Elle referma la porte et rentra dans la chambre.

Marguerite s’était levée au bruit de la clef tournant dans la serrure. Jeanne la trouva debout, les yeux hagards, le visage contracté par une expression farouche.

— Ainsi, dit-elle, il est parti ?… Vous me l’avez arraché… Tout est fini !…

Il y eut une seconde de silence, puis la vicomtesse courut à la porte et la secoua.

— Ouvrez-moi, disait-elle, que je le voie encore une fois… de loin… que je lui crie un adieu suprême…

— Venez voir Pierre qui dort, répondit Jeanne en s’efforçant de la calmer.

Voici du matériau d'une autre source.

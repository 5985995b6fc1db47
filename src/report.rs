//! Plain-text rendering of scoring results for the terminal.

use crate::models::classifier::FeatureImportance;
use crate::types::assessment::ScoringResult;
use std::fmt::Write as _;

/// Width of the longest importance bar
pub const CHART_WIDTH: usize = 40;

/// Verdict block: headline, tier, probability, action, then the rationale.
pub fn render_verdict(result: &ScoringResult, threshold: f64) -> String {
    let mut out = String::new();

    let _ = writeln!(out, "{}", result.tier.verdict());
    let _ = writeln!(out, "Risk tier:         {}", result.tier);
    let _ = writeln!(out, "Fraud probability: {:.2}", result.probability);
    let _ = writeln!(out, "Threshold:         {threshold:.2}");
    let _ = writeln!(out, "Action:            {}", result.action());
    let _ = writeln!(out);
    let _ = writeln!(out, "{}", result.summary);

    out
}

/// Horizontal bar chart of feature importances, highest first.
pub fn render_importance_chart(importance: &FeatureImportance, width: usize) -> String {
    let entries = importance.entries();
    let max = entries.first().map(|(_, score)| *score).unwrap_or(0.0);
    let label_width = entries.iter().map(|(name, _)| name.len()).max().unwrap_or(0);

    let mut out = String::new();
    for (name, score) in entries {
        let len = if max > 0.0 {
            ((score / max) * width as f64).round() as usize
        } else {
            0
        };
        let _ = writeln!(
            out,
            "{name:<label_width$} {:<width$} {score:.4}",
            "█".repeat(len.min(width)),
        );
    }

    out
}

Marguerite retourna sur ses pas, morne et froide. Elle retomba dans son fauteuil, et reprit d’un air égaré :

— Il est parti !… c’est-à-dire la jeunesse et la vie… tout !… faites creuser ma tombe !

Puis les larmes, un moment taries, recommencèrent à couler. Il faisait petit jour. Jeanne éteignit la lampe, déshabilla sa nièce, et la mit au lit comme un enfant.

— Je vais vous apporter votre fils, dit-elle ; du courage, Marguerite !

Mais la pauvre créature n’entendait plus rien. Elle tremblait et sursautait dans son lit ; ses dents claquaient et elle répétait :

— Il est parti !…

C’était le délire.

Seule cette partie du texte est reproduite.